The Most Expensive Performance Problems Are the Ones Leaders Don't See
I've spent more than twenty years working in talent development, leadership development, and performance improvement. During that time, I've noticed something that shows up again and again.
When performance stalls, leaders are usually aware that something is wrong. They can see the missed deadlines, quality issues, turnover, customer complaints, and productivity challenges.
What they often can't see are the workplace conditions contributing to those outcomes. As a result, many organizations end up solving the problem they can see instead of the problem that's actually creating the issue.
Most Leaders Are Looking at Symptoms
Think about the last performance challenge you experienced. Maybe a team wasn't meeting expectations, engagement was declining, or customer complaints were starting to increase.
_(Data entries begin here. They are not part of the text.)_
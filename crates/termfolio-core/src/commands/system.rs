//! `lang`, `matrix`, `exit`.

use super::CommandKind;
use super::dispatcher::Context;
use crate::i18n;
use crate::locale::Locale;
use crate::output::{Color, Effect, Line, Reply, Span, Style};

const RAIN: [&str; 6] = [
    "  ░░░░░░░░░░░░░░░░░░░░░░░░░░░░░░░░░░░",
    "  ░ 1 ｱ 0 ﾊ 1 1 ﾐ 0 ﾋ 1 ｰ 0 ｳ 1 ｼ ░",
    "  ░ ﾅ 0 ﾓ 1 ﾆ 0 ｻ 1 ﾜ 0 ﾂ 1 ｵ 0 ﾘ ░",
    "  ░ 0 ｱ 1 ﾎ 0 ﾃ 1 ﾏ 0 ｹ 1 ﾒ 0 ｴ 1 ░",
    "  ░ ｶ 1 ｷ 0 ﾑ 1 ﾕ 0 ﾗ 1 ｾ 0 ﾈ 1 ｽ ░",
    "  ░░░░░░░░░░░░░░░░░░░░░░░░░░░░░░░░░░░",
];

pub(super) fn lang(ctx: &mut Context<'_>, args: &[String]) -> Reply {
    match args.first().and_then(|code| Locale::parse(code)) {
        Some(locale) => {
            ctx.session.set_locale(locale);
            Reply::line(Line::styled(i18n::LANGUAGE_CHANGED.get(locale), Style::fg(Color::Green)))
        }
        None => {
            let current = ctx.locale();
            Reply::new(vec![
                Line::styled(
                    format!("{}: {}", i18n::USAGE.get(current), CommandKind::Lang.usage()),
                    Style::fg(Color::Yellow),
                ),
                Line::from(Span::dim(format!("{}: {}", i18n::CURRENT.get(current), current))),
            ])
        }
    }
}

pub(super) fn matrix(ctx: &Context<'_>) -> Reply {
    let mut lines: Vec<Line> =
        RAIN.iter().map(|row| Line::styled(*row, Style::fg(Color::Green))).collect();
    lines.push(Line::blank());
    for text in [
        format!("Wake up, {}...", ctx.data.profile.first_name()),
        "The SRE has you...".to_string(),
        "Follow the white rabbit. 🐰".to_string(),
    ] {
        lines.push(Line::from(Span::dim(text)));
    }
    Reply::new(lines)
}

pub(super) fn exit(ctx: &Context<'_>) -> Reply {
    Reply::line(Line::styled(i18n::BACK_TO_PORTFOLIO.get(ctx.locale()), Style::fg(Color::Green)))
        .with_effect(Effect::NavigateAway)
}
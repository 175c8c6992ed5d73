//! User-facing strings in both supported languages.
//!
//! `{name}`-style placeholders are filled in by the caller with `str::replace`.

use crate::locale::Localized;

pub const WELCOME: Localized = Localized::new(
    "Welcome to {name}'s SRE terminal portfolio",
    "Bienvenido al portfolio terminal de {name}",
);
pub const HELP_TIP: Localized = Localized::new(
    "Type help if you need help to explore what you can do here",
    "Escribe help si necesitas ayuda para explorar lo que puedes hacer aquí",
);
pub const TRY_NEOFETCH: Localized = Localized::new(
    "Or try neofetch for a quick overview",
    "O prueba neofetch para una vista rápida",
);
pub const CHANGE_LANGUAGE: Localized = Localized::new("Change language:", "Cambiar idioma:");

pub const AVAILABLE_COMMANDS: Localized =
    Localized::new("AVAILABLE COMMANDS", "COMANDOS DISPONIBLES");
pub const KEYS_TIP: Localized = Localized::new(
    "Tip: Tab=autocomplete, ↑↓=history, Ctrl+C=cancel, Ctrl+L=clear",
    "Tip: Tab=autocompletado, ↑↓=historial, Ctrl+C=cancelar, Ctrl+L=limpiar",
);

pub const CMD_NOT_FOUND: Localized = Localized::new("Command not found", "Comando no encontrado");
pub const FOR_HELP: Localized = Localized::new(
    "Type help for available commands.",
    "Escribe help para ver comandos disponibles.",
);
pub const DID_YOU_MEAN: Localized = Localized::new("Did you mean", "¿Quisiste decir");
pub const NO_SUCH_FILE: Localized =
    Localized::new("No such file or directory", "No existe el archivo o directorio");
pub const UNKNOWN_ARGUMENT: Localized = Localized::new("unknown argument", "argumento desconocido");
pub const USAGE: Localized = Localized::new("Usage", "Uso");

pub const LANGUAGE_CHANGED: Localized =
    Localized::new("✓ Language changed to English", "✓ Idioma cambiado a Español");
pub const CURRENT: Localized = Localized::new("Current", "Actual");

pub const BACK_TO_PORTFOLIO: Localized =
    Localized::new("Returning to portfolio...", "Volviendo al portfolio...");

pub const TECHNICAL_SKILLS: Localized = Localized::new("Technical Skills", "Habilidades Técnicas");
pub const PERSONAL_PROJECTS: Localized =
    Localized::new("Personal Projects", "Proyectos Personales");
pub const CERTIFICATIONS: Localized = Localized::new("Certifications", "Certificaciones");
pub const CONTACT_INFO: Localized =
    Localized::new("Contact Information", "Información de Contacto");

pub const ROLE: Localized = Localized::new("Role", "Rol");
pub const COMPANY: Localized = Localized::new("Company", "Empresa");
pub const LOCATION: Localized = Localized::new("Location", "Ubicación");
pub const UPTIME: Localized = Localized::new("Uptime", "Uptime");
pub const DAYS: Localized = Localized::new("days", "días");
pub const PERIOD: Localized = Localized::new("Period", "Periodo");
pub const NAMESPACE: Localized = Localized::new("Namespace", "Namespace");
pub const DESCRIPTION: Localized = Localized::new("Description", "Descripción");
pub const TAGS: Localized = Localized::new("Tags", "Tags");

pub const TRIGGERING_INCIDENT: Localized = Localized::new(
    "🚨 TRIGGERING INCIDENT SIMULATION...",
    "🚨 INICIANDO SIMULACIÓN DE INCIDENTE...",
);
pub const INCIDENT_NEXT_STEPS: Localized = Localized::new(
    "Type 'investigate' to dig in or 'resolve' to close it.",
    "Escribe 'investigate' para analizarlo o 'resolve' para cerrarlo.",
);
pub const INCIDENT_ALREADY_ACTIVE: Localized = Localized::new(
    "Incident already active. Use 'investigate' or 'resolve'.",
    "Ya hay un incidente activo. Usa 'investigate' o 'resolve'.",
);
pub const INCIDENT_AWAITING_ACK: Localized = Localized::new(
    "The last incident is still being closed out. Try again in a moment.",
    "El último incidente aún se está cerrando. Intenta de nuevo en un momento.",
);
pub const INVESTIGATING: Localized =
    Localized::new("Investigating incident...", "Investigando incidente...");
pub const ANALYZING: Localized = Localized::new(
    "Analyzing logs, metrics, and traces...",
    "Analizando logs, métricas y trazas...",
);
pub const NOTHING_TO_INVESTIGATE: Localized = Localized::new(
    "No active incident to investigate.",
    "No hay un incidente activo para investigar.",
);
pub const INCIDENT_RESOLVED: Localized =
    Localized::new("✅ Incident resolved!", "✅ ¡Incidente resuelto!");
pub const TOTAL_RESOLVED: Localized =
    Localized::new("Total incidents resolved", "Total de incidentes resueltos");
pub const NOTHING_TO_RESOLVE: Localized = Localized::new(
    "No active incident to resolve.",
    "No hay un incidente activo para resolver.",
);
//! Display language selection.

use std::fmt;

use serde::{Deserialize, Serialize};

/// One of the two supported display languages.
#[derive(Debug, Clone, Copy, Default, PartialEq, Eq, Hash, Serialize, Deserialize)]
#[serde(rename_all = "lowercase")]
pub enum Locale {
    #[default]
    En,
    Es,
}

impl Locale {
    pub const ALL: [Locale; 2] = [Locale::En, Locale::Es];

    /// The code typed after `lang`.
    pub const fn code(self) -> &'static str {
        match self {
            Self::En => "en",
            Self::Es => "es",
        }
    }

    /// Parses a locale code, case-insensitively.
    pub fn parse(code: &str) -> Option<Self> {
        Self::ALL
            .into_iter()
            .find(|locale| locale.code().eq_ignore_ascii_case(code.trim()))
    }

    /// Picks the locale from the process environment.
    ///
    /// Checks `LC_ALL`, `LC_MESSAGES` and `LANG` in that order; the first one
    /// set decides. Anything starting with `es` is Spanish, the rest English.
    pub fn detect() -> Self {
        ["LC_ALL", "LC_MESSAGES", "LANG"]
            .iter()
            .filter_map(|var| std::env::var(var).ok())
            .find(|value| !value.is_empty())
            .map_or(Self::En, |tag| Self::from_tag(&tag))
    }

    /// Maps a POSIX/BCP-47 style tag such as `es_CL.UTF-8` to a locale.
    pub fn from_tag(tag: &str) -> Self {
        if tag.to_ascii_lowercase().starts_with("es") {
            Self::Es
        } else {
            Self::En
        }
    }
}

impl fmt::Display for Locale {
    fn fmt(&self, f: &mut fmt::Formatter<'_>) -> fmt::Result {
        f.write_str(self.code())
    }
}

/// A static string in both languages.
///
/// Both fields are required, so a catalog entry cannot miss a translation.
#[derive(Debug, Clone, Copy, PartialEq, Eq)]
pub struct Localized {
    pub en: &'static str,
    pub es: &'static str,
}

impl Localized {
    pub const fn new(en: &'static str, es: &'static str) -> Self {
        Self { en, es }
    }

    pub const fn get(&self, locale: Locale) -> &'static str {
        match locale {
            Locale::En => self.en,
            Locale::Es => self.es,
        }
    }
}

#[cfg(test)]
mod tests {
    use super::*;

    #[test]
    fn test_parse_codes() {
        assert_eq!(Locale::parse("es"), Some(Locale::Es));
        assert_eq!(Locale::parse("EN"), Some(Locale::En));
        assert_eq!(Locale::parse(" es "), Some(Locale::Es));
        assert_eq!(Locale::parse("xx"), None);
        assert_eq!(Locale::parse(""), None);
    }

    #[test]
    fn test_from_tag() {
        assert_eq!(Locale::from_tag("es_CL.UTF-8"), Locale::Es);
        assert_eq!(Locale::from_tag("ES"), Locale::Es);
        assert_eq!(Locale::from_tag("en_US.UTF-8"), Locale::En);
        assert_eq!(Locale::from_tag("C"), Locale::En);
    }

    #[test]
    fn test_localized_get() {
        let text = Localized::new("Hello", "Hola");
        assert_eq!(text.get(Locale::En), "Hello");
        assert_eq!(text.get(Locale::Es), "Hola");
    }

    #[test]
    fn test_display_is_code() {
        assert_eq!(Locale::Es.to_string(), "es");
        assert_eq!(Locale::default(), Locale::En);
    }
}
What was the first question that came to mind? For many leaders, it sounds something like this: Do people need more training? Do we need more accountability? Do we have the right people in the right roles?
Those aren't bad questions. They're just not always the first questions we should ask.
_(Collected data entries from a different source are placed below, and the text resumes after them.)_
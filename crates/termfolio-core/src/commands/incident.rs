//! `incident`, `investigate`, `resolve`.

use super::dispatcher::Context;
use crate::i18n;
use crate::incident::{IncidentError, IncidentRecord, Severity, format_elapsed};
use crate::locale::Locale;
use crate::output::{Color, Line, Reply, Span, Style};

/// Rejected transitions are informational, not errors.
fn rejected(err: IncidentError, locale: Locale) -> Reply {
    let message = match err {
        IncidentError::AlreadyActive => i18n::INCIDENT_ALREADY_ACTIVE,
        IncidentError::AwaitingAcknowledgement => i18n::INCIDENT_AWAITING_ACK,
        IncidentError::NothingToInvestigate => i18n::NOTHING_TO_INVESTIGATE,
        IncidentError::NothingToResolve => i18n::NOTHING_TO_RESOLVE,
    };
    Reply::line(Line::styled(message.get(locale), Style::fg(Color::Yellow)))
}

fn alert_line(record: &IncidentRecord) -> Line {
    let color = match record.severity {
        Severity::Critical => Color::Red,
        Severity::Warning => Color::Yellow,
    };
    Line::from_spans([
        Span::raw("  "),
        Span::styled(format!("[{}]", record.severity.label()), Style::fg(color).bold()),
        Span::raw(format!(" {}", record.message)),
    ])
}

pub(super) fn incident(ctx: &mut Context<'_>) -> Reply {
    let locale = ctx.locale();
    match ctx.session.trigger_incident() {
        Ok(record) => Reply::new(vec![
            Line::styled(i18n::TRIGGERING_INCIDENT.get(locale), Style::fg(Color::Red).bold()),
            alert_line(record),
            Line::from(Span::dim(i18n::INCIDENT_NEXT_STEPS.get(locale))),
        ]),
        Err(err) => rejected(err, locale),
    }
}

pub(super) fn investigate(ctx: &mut Context<'_>) -> Reply {
    let locale = ctx.locale();
    match ctx.session.investigate_incident() {
        Ok(record) => Reply::new(vec![
            Line::styled(i18n::INVESTIGATING.get(locale), Style::fg(Color::Cyan)),
            alert_line(record),
            Line::from(Span::dim(i18n::ANALYZING.get(locale))),
        ]),
        Err(err) => rejected(err, locale),
    }
}

pub(super) fn resolve(ctx: &mut Context<'_>) -> Reply {
    let locale = ctx.locale();
    match ctx.session.resolve_incident() {
        Ok(resolution) => Reply::new(vec![
            Line::styled(
                format!(
                    "{} MTTR: {}",
                    i18n::INCIDENT_RESOLVED.get(locale),
                    format_elapsed(resolution.mttr)
                ),
                Style::fg(Color::Green),
            ),
            Line::from(Span::dim(format!(
                "{}: {}",
                i18n::TOTAL_RESOLVED.get(locale),
                resolution.total_resolved
            ))),
        ]),
        Err(err) => rejected(err, locale),
    }
}
//! The pseudo filesystem: `ls` and `cat`.

use super::dispatcher::{Context, HandlerResult};
use super::error::CommandError;
use super::{CommandKind, cluster, info};
use crate::output::{Color, Line, Reply, Span, Style};

/// What a `cat` argument can name.
#[derive(Debug, Clone, Copy, PartialEq, Eq)]
pub(super) enum CatTarget {
    Readme,
    Contact,
    Experience,
    Skills,
    Projects,
    Certifications,
}

impl CatTarget {
    /// Normalizes `name` and looks it up in the alias table.
    ///
    /// Lower-cases, drops trailing `/`, drops one `.md` or `.txt`
    /// extension, then requires an exact alias.
    pub(super) fn resolve(name: &str) -> Option<Self> {
        let lowered = name.trim().to_lowercase();
        let stem = lowered.trim_end_matches('/');
        let stem = stem.strip_suffix(".md").or_else(|| stem.strip_suffix(".txt")).unwrap_or(stem);
        match stem {
            "readme" => Some(Self::Readme),
            "contact" => Some(Self::Contact),
            "experience" => Some(Self::Experience),
            "skills" => Some(Self::Skills),
            "projects" => Some(Self::Projects),
            "certifications" | "certs" => Some(Self::Certifications),
            _ => None,
        }
    }
}

const ENTRIES: [(&str, &str, bool); 6] = [
    ("drwxr-xr-x", "experience/", true),
    ("drwxr-xr-x", "projects/", true),
    ("drwxr-xr-x", "skills/", true),
    ("drwxr-xr-x", "certifications/", true),
    ("-rw-r--r--", "README.md", false),
    ("-rw-r--r--", "contact.txt", false),
];

pub(super) fn ls(ctx: &Context<'_>) -> Reply {
    let mut lines = vec![Line::blank()];
    for (mode, name, is_dir) in ENTRIES {
        lines.push(Line::from_spans([
            Span::colored(mode, Color::Cyan),
            Span::raw(format!("  {}  ", ctx.owner)),
            Span::colored(name, if is_dir { Color::Green } else { Color::White }),
        ]));
    }
    lines.push(Line::blank());
    Reply::new(lines)
}

pub(super) fn cat(ctx: &Context<'_>, args: &[String]) -> HandlerResult {
    let name = args
        .first()
        .ok_or(CommandError::MissingArgument { usage: CommandKind::Cat.usage() })?;
    let target = CatTarget::resolve(name)
        .ok_or_else(|| CommandError::no_such_file(CommandKind::Cat.name(), name.as_str()))?;

    Ok(match target {
        CatTarget::Readme => {
            let profile = &ctx.data.profile;
            Reply::new(vec![
                Line::blank(),
                Line::styled(format!("# {}", profile.name), Style::fg(Color::Cyan)),
                Line::blank(),
                Line::raw(profile.bio.get(ctx.locale())),
                Line::blank(),
            ])
        }
        CatTarget::Contact => info::contact(ctx),
        CatTarget::Experience => cluster::pods(ctx),
        CatTarget::Skills => info::skills(ctx),
        CatTarget::Projects => info::projects(ctx),
        CatTarget::Certifications => info::certs(ctx),
    })
}

#[cfg(test)]
mod tests {
    use super::*;

    #[test]
    fn test_resolve_aliases() {
        assert_eq!(CatTarget::resolve("README.md"), Some(CatTarget::Readme));
        assert_eq!(CatTarget::resolve("readme"), Some(CatTarget::Readme));
        assert_eq!(CatTarget::resolve("contact.txt"), Some(CatTarget::Contact));
        assert_eq!(CatTarget::resolve("experience/"), Some(CatTarget::Experience));
        assert_eq!(CatTarget::resolve("experience.md"), Some(CatTarget::Experience));
        assert_eq!(CatTarget::resolve("Skills"), Some(CatTarget::Skills));
        assert_eq!(CatTarget::resolve("certs"), Some(CatTarget::Certifications));
        assert_eq!(CatTarget::resolve("certifications/"), Some(CatTarget::Certifications));
    }

    #[test]
    fn test_resolve_is_exact() {
        assert_eq!(CatTarget::resolve("my-experience-notes"), None);
        assert_eq!(CatTarget::resolve("skills.md.md"), None);
        assert_eq!(CatTarget::resolve("secrets.txt"), None);
        assert_eq!(CatTarget::resolve(""), None);
    }
}
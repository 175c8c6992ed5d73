//! Views composed from components.

pub mod layout;
pub mod terminal;

pub use layout::WindowLayout;
pub use terminal::render_window;
//! Layout helpers shared by the handlers.

use crate::output::{Color, Line, Span, Style};

/// Width of a skill bar in cells; one cell per 5%.
pub(super) const BAR_WIDTH: usize = 20;

/// Pads `text` with spaces to `width` characters. Longer text is left as is.
pub(super) fn pad(text: &str, width: usize) -> String {
    let len = text.chars().count();
    if len >= width {
        text.to_string()
    } else {
        format!("{}{}", text, " ".repeat(width - len))
    }
}

/// A dimmed horizontal rule.
pub(super) fn rule(width: usize) -> Line {
    Line::from(Span::dim("─".repeat(width)))
}

/// Blank line, bold cyan title, rule, blank line.
pub(super) fn section(title: &str, rule_width: usize) -> Vec<Line> {
    vec![
        Line::blank(),
        Line::styled(title, Style::fg(Color::Cyan).bold()),
        rule(rule_width),
        Line::blank(),
    ]
}

/// A bold header row for a table.
pub(super) fn table_header(columns: &[(&str, usize)]) -> Line {
    let text: String = columns.iter().map(|(name, width)| pad(name, *width)).collect();
    Line::styled(text.trim_end().to_string(), Style::fg(Color::White).bold())
}

/// `█` for every full 5%, `░` for the rest.
pub(super) fn skill_bar(level: u8) -> String {
    let filled = (usize::from(level.min(100)) / 5).min(BAR_WIDTH);
    format!("{}{}", "█".repeat(filled), "░".repeat(BAR_WIDTH - filled))
}

#[cfg(test)]
mod tests {
    use super::*;

    #[test]
    fn test_pad() {
        assert_eq!(pad("ab", 4), "ab  ");
        assert_eq!(pad("abcdef", 4), "abcdef");
        assert_eq!(pad("ñu", 3), "ñu ");
    }

    #[test]
    fn test_skill_bar() {
        assert_eq!(skill_bar(0), "░".repeat(20));
        assert_eq!(skill_bar(100), "█".repeat(20));
        let bar = skill_bar(88);
        assert_eq!(bar.chars().filter(|c| *c == '█').count(), 17);
        assert_eq!(bar.chars().count(), 20);
    }

    #[test]
    fn test_table_header_trims() {
        let line = table_header(&[("NAME", 6), ("AGE", 6)]);
        assert_eq!(line.plain(), "NAME  AGE");
    }
}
Over the years, I've learned that performance challenges are often more complex than they appear on the surface. Before deciding what to fix, it's important to understand the environment surrounding performance.
A Simple Example
Several years ago, a global financial institution found itself at the center of a major scandal. Employees across the organization had opened unauthorized customer accounts in an effort to meet aggressive sales goals.
When the story became public, many people focused on the employees involved. How could employees make those decisions? Why didn't they simply follow the rules?
Those are fair questions. The question I find more interesting is this: What workplace conditions existed that made those behaviors possible across so many locations and over such a long period of time?
Employees had received training. Policies existed. Leaders had communicated expectations. Yet the behavior continued.
Eventually, the organization paid a steep price. The fallout resulted in billions of dollars in fines, settlements, customer remediation efforts, and reputational damage.
When I look at that story, I don't start by asking, "What's wrong with the people?" I start by asking, "What was the environment encouraging people to do?"
That question often leads leaders to very different insights and very different solutions.
What If the Problem Isn't the People?
I've never met a leader who intentionally created conditions that made performance harder. Most leaders are doing the best they can with the information they have available.
The challenge is that workplace conditions are often difficult to see. They don't show up on financial reports. They don't appear in organizational charts. They don't always reveal themselves in engagement surveys.
Yet they influence performance every day.
The way work is structured. The tools people use. The signals systems send. The priorities leaders reinforce. The behaviors peers tolerate. All of these things shape performance, whether leaders realize it or not.
Why I Created the JL³ Masterclass
The JL³ Masterclass was designed to help leaders look beyond symptoms and better understand the workplace conditions influencing performance.
At the center of the experience is a workplace conditions diagnostic. Participants complete a guided assessment that helps them evaluate six workplace conditions that influence performance:
Shared Capacity
Skill Readiness
Tool Support
System Cues
Peer Norms
Mindset Alignment
Together, these conditions create the environment in which performance occurs.
When those conditions are strong, performance becomes more predictable. When those conditions are weak, leaders often find themselves dealing with recurring challenges that never seem fully resolved.
The goal isn't to assign blame. The goal is to create visibility.
What Makes This Different?
Most workshops focus on what leaders should do. The JL³ Masterclass focuses on what leaders should see.
That's an important distinction because solutions are only as effective as the assumptions behind them. If leaders can't clearly see the conditions influencing performance, they risk investing time, energy, and resources into solutions that address symptoms instead of causes.
Participants leave with a personalized Executive Brief that summarizes their results and highlights potential areas for further exploration. More importantly, they leave with a framework for examining workplace conditions before deciding where to focus improvement efforts.
You Can't Fix What You Can't See
One of the core beliefs behind the JL³ framework is that performance is not simply the result of effort, talent, or motivation. Performance is influenced by the conditions leaders intentionally create.
The most expensive performance problems are often the ones leaders don't see until they show up in financial reports, customer complaints, turnover data, or missed business goals.
The question isn't whether workplace conditions are influencing performance. The question is whether leaders can see them clearly enough to act before the consequences become visible.
That's the work we do inside the JL³ Masterclass.